**Exercise instructions**
Your answer should consist of every line in the records that holds "Some".

Exercise materials Block Start

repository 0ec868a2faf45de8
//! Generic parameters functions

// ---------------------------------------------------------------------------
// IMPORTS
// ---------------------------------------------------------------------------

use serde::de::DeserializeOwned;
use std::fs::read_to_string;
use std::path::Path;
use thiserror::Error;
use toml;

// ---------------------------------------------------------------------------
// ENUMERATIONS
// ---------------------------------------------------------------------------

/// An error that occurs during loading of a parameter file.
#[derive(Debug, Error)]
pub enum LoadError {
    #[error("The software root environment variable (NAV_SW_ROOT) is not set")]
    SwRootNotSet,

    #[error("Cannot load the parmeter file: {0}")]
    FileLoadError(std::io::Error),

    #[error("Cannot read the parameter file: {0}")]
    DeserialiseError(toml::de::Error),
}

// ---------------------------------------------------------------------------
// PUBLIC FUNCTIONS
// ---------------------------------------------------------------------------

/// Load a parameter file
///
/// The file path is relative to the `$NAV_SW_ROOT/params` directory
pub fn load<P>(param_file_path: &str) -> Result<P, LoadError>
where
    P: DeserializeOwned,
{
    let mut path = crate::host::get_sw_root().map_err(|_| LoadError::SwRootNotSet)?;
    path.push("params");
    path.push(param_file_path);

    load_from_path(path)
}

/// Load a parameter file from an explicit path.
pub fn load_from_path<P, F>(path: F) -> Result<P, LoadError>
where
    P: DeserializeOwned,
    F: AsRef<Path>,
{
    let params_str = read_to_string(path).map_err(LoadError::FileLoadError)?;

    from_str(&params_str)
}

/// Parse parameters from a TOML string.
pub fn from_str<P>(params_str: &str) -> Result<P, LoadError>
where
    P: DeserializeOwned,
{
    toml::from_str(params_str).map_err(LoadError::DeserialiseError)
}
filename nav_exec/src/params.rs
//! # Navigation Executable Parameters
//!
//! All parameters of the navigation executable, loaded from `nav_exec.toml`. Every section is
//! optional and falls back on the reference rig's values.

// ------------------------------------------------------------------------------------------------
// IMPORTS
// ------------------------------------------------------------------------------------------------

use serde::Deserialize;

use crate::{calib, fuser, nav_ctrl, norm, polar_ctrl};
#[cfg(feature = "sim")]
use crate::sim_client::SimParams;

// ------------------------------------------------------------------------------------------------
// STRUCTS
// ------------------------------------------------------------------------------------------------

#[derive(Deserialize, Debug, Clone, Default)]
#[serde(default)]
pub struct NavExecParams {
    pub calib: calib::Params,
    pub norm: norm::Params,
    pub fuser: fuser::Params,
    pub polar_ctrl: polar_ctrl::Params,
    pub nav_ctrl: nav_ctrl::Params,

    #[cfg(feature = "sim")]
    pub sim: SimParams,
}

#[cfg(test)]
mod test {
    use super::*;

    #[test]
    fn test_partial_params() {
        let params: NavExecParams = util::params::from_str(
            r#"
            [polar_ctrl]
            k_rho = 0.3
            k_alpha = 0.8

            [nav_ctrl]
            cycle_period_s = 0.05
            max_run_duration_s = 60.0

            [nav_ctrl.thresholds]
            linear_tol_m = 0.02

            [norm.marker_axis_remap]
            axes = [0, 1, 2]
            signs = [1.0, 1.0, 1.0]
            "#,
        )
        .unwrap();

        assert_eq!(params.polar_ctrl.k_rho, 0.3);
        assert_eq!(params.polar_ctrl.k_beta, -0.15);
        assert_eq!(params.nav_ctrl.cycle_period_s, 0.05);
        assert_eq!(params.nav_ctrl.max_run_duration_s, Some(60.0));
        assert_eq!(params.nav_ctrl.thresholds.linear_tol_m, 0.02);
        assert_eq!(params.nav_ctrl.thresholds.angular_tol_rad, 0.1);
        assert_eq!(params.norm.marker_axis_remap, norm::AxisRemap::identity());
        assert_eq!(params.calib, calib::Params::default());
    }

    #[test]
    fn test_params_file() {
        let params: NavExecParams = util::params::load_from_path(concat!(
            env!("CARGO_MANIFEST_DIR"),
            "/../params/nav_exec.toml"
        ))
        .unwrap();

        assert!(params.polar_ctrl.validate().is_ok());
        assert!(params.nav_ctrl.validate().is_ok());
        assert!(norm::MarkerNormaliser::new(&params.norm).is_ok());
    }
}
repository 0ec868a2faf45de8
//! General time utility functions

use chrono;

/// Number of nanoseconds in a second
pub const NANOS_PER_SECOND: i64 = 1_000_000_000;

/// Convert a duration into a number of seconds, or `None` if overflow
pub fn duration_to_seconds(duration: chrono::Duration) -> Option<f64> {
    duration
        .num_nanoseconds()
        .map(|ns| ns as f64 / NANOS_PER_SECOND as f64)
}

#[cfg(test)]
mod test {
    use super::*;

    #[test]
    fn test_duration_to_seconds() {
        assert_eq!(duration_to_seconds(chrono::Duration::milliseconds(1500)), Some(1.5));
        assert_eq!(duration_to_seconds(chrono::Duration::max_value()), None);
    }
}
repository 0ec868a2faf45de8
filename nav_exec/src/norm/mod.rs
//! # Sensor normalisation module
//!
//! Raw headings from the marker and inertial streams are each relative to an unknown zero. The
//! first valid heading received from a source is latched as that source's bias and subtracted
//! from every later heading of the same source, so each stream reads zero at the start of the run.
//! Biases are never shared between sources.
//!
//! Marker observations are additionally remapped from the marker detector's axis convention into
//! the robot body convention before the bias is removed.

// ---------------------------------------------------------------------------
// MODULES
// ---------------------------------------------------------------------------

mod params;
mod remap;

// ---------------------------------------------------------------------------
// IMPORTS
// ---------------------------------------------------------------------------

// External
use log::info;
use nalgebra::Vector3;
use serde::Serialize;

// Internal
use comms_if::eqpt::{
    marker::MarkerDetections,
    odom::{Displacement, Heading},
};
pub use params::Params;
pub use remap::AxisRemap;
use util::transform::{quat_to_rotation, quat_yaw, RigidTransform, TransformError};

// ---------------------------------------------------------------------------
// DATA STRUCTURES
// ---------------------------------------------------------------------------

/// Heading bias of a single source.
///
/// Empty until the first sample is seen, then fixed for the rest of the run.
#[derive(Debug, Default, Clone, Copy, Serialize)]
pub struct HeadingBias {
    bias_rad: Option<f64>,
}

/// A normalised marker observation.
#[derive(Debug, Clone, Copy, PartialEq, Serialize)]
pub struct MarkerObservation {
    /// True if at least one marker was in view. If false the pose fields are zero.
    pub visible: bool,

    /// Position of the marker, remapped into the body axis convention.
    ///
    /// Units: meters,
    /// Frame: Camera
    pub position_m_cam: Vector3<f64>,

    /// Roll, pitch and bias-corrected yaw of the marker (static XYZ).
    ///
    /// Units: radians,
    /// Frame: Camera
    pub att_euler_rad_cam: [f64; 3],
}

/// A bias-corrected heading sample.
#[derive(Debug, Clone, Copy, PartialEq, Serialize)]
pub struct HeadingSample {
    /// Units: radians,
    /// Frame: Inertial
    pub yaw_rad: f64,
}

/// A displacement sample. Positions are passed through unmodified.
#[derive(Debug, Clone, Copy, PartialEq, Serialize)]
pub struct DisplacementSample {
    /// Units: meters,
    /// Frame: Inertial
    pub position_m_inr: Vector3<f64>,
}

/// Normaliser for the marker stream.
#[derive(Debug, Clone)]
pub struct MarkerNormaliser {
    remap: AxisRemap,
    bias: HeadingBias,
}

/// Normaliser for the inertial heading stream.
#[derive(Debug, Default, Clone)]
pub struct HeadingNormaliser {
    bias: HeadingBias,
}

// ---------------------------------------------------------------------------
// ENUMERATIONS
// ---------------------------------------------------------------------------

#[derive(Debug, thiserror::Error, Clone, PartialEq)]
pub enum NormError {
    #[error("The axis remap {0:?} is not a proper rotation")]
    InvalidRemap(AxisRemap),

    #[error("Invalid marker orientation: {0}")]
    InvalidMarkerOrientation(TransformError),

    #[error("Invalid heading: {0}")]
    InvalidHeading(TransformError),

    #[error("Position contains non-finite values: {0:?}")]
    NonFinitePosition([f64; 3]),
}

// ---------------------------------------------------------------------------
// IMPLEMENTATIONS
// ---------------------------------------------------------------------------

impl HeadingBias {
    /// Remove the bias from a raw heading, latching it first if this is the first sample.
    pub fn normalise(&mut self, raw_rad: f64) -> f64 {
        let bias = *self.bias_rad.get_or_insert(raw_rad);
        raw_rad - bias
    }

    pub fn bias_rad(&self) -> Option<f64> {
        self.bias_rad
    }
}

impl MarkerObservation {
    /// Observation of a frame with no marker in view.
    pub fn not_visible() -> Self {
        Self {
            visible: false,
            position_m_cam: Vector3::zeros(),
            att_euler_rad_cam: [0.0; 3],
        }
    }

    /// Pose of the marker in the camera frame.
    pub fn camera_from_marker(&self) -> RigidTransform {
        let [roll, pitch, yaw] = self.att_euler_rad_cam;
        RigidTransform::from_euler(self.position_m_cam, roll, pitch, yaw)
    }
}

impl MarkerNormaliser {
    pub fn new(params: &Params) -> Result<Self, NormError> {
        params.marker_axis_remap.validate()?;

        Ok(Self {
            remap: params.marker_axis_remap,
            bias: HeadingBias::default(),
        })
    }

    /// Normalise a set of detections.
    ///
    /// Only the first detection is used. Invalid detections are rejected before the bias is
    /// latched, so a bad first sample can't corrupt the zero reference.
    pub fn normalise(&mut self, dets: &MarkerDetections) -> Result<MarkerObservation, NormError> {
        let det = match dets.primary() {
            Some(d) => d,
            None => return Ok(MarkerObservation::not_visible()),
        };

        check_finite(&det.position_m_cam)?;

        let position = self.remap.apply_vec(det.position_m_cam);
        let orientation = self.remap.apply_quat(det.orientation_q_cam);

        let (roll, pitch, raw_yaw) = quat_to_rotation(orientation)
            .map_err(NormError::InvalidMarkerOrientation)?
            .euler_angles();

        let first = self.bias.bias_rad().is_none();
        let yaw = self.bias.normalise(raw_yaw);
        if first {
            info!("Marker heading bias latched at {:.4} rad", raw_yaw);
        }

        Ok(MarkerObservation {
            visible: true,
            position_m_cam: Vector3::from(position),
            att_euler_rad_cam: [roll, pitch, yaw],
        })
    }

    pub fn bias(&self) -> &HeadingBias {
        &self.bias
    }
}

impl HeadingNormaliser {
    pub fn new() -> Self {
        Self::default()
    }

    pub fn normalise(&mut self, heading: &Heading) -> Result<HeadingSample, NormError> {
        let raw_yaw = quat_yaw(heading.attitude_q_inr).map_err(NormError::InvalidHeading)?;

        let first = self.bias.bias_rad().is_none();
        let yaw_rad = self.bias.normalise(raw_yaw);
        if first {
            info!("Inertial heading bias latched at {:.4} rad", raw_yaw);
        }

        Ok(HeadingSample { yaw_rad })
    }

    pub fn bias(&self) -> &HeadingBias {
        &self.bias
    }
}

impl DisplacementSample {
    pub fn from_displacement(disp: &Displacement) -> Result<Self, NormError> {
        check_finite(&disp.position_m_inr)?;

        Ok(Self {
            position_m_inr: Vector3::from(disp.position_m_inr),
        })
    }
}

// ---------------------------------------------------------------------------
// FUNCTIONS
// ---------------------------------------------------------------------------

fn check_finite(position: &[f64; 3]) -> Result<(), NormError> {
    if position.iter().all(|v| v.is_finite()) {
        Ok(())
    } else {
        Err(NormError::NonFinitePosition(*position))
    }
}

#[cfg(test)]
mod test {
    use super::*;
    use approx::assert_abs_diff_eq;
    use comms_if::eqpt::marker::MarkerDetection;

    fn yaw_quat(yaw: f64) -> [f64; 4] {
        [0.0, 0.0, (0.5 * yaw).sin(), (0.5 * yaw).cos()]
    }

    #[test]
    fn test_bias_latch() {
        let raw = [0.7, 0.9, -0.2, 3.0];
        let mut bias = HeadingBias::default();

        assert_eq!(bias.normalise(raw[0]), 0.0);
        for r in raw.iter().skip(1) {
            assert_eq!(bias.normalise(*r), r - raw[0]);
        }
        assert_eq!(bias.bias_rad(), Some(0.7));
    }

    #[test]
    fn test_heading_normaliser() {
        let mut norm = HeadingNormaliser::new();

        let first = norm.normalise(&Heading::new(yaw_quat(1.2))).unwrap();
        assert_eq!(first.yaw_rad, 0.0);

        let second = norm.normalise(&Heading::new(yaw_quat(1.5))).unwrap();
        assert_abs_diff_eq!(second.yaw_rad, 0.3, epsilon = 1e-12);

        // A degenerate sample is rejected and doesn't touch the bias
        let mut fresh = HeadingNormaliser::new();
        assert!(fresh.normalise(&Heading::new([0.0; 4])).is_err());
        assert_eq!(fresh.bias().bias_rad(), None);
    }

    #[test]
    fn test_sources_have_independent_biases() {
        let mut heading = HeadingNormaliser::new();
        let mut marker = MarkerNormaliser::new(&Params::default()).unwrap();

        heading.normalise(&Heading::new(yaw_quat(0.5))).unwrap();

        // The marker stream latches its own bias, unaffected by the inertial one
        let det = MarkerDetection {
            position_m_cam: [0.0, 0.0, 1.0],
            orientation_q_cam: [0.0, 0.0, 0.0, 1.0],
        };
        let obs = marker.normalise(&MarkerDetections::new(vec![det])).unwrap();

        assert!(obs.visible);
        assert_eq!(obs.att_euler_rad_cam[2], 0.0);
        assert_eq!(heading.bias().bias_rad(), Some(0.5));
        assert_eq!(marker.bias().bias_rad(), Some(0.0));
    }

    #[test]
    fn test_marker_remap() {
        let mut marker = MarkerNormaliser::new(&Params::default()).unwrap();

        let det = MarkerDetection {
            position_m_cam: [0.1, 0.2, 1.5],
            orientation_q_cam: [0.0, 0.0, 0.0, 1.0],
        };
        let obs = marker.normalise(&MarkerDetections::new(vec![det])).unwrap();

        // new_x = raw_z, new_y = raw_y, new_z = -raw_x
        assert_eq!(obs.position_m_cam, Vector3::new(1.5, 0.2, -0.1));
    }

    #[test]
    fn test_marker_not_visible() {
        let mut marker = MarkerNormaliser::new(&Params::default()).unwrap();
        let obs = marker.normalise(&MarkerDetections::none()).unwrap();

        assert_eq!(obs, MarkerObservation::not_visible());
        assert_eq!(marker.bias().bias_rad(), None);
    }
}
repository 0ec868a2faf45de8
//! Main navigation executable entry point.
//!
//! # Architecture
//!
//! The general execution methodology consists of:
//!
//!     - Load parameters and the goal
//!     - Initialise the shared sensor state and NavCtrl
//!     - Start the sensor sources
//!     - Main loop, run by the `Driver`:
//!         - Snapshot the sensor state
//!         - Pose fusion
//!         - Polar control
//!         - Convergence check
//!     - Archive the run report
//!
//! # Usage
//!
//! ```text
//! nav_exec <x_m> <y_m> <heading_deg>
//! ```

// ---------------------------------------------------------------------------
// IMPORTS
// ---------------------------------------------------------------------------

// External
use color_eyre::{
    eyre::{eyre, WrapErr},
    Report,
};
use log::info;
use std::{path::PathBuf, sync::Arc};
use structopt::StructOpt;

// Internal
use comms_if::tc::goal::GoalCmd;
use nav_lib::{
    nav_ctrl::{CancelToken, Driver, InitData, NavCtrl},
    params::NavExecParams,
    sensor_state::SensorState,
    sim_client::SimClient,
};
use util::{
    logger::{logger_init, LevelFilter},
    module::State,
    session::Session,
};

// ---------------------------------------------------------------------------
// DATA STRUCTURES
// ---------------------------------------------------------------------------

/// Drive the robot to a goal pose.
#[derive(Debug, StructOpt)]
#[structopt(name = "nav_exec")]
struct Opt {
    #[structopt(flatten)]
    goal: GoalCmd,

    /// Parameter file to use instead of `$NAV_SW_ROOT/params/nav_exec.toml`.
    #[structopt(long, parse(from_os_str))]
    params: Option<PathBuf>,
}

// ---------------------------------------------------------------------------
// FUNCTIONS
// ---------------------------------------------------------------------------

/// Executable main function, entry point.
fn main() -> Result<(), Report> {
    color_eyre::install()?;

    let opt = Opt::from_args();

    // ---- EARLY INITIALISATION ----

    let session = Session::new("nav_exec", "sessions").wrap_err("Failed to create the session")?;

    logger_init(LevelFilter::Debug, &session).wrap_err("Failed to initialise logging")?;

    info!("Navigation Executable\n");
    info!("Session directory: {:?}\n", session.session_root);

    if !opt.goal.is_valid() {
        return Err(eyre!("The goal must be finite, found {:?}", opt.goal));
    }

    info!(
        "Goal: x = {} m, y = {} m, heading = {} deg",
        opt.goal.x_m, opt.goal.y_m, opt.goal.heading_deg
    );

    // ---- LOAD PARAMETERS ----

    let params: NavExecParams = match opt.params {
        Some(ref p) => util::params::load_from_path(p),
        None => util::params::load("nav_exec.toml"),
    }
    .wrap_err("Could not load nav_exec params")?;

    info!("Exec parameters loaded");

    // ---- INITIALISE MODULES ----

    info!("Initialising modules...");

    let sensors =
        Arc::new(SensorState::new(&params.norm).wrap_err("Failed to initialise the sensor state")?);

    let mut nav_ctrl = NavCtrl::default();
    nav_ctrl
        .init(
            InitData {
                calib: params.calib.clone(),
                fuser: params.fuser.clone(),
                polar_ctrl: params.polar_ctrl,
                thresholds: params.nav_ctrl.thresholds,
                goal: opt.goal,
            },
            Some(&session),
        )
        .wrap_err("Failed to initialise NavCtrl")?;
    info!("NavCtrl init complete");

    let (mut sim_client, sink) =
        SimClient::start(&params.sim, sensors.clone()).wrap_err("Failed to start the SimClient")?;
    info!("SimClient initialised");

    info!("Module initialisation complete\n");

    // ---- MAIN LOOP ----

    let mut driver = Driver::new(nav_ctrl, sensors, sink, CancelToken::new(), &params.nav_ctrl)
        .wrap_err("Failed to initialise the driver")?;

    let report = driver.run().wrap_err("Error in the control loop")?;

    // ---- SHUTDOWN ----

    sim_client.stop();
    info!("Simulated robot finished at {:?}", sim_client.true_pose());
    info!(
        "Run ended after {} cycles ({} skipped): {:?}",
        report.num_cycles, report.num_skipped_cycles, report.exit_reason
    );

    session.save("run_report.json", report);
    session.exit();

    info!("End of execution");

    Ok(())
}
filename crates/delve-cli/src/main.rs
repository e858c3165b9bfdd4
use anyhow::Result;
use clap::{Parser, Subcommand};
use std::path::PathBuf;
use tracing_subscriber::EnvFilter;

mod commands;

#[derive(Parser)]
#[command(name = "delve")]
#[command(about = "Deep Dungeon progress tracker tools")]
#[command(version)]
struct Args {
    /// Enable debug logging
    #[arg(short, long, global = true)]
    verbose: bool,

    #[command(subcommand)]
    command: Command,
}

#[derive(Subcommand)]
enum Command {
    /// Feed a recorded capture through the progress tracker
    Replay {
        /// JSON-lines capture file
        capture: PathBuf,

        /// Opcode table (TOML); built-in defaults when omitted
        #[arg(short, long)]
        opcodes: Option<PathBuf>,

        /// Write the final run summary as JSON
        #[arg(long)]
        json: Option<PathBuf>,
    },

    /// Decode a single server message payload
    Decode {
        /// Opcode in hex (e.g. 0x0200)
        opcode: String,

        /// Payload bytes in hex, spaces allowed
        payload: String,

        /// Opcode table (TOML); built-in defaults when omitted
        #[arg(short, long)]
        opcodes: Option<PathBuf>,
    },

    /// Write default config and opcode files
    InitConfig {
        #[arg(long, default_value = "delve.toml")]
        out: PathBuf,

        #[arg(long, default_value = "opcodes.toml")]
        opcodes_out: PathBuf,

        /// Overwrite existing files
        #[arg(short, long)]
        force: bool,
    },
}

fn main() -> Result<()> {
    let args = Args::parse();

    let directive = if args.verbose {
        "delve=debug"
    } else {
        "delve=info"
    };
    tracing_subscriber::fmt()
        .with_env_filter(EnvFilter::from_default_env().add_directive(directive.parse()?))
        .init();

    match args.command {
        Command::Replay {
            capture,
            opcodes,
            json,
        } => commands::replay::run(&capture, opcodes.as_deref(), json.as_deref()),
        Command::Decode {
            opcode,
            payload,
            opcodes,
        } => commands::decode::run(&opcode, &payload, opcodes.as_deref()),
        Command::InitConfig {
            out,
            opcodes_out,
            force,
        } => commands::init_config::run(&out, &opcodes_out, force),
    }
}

Exercise materials Block End

**Exercise solution**
        assert_eq!(params.nav_ctrl.max_run_duration_s, Some(60.0));
        assert_eq!(duration_to_seconds(chrono::Duration::milliseconds(1500)), Some(1.5));
            Some(d) => d,
        assert_eq!(bias.bias_rad(), Some(0.7));
        assert_eq!(heading.bias().bias_rad(), Some(0.5));
        assert_eq!(marker.bias().bias_rad(), Some(0.0));
        Some(ref p) => util::params::load_from_path(p),
            Some(&session),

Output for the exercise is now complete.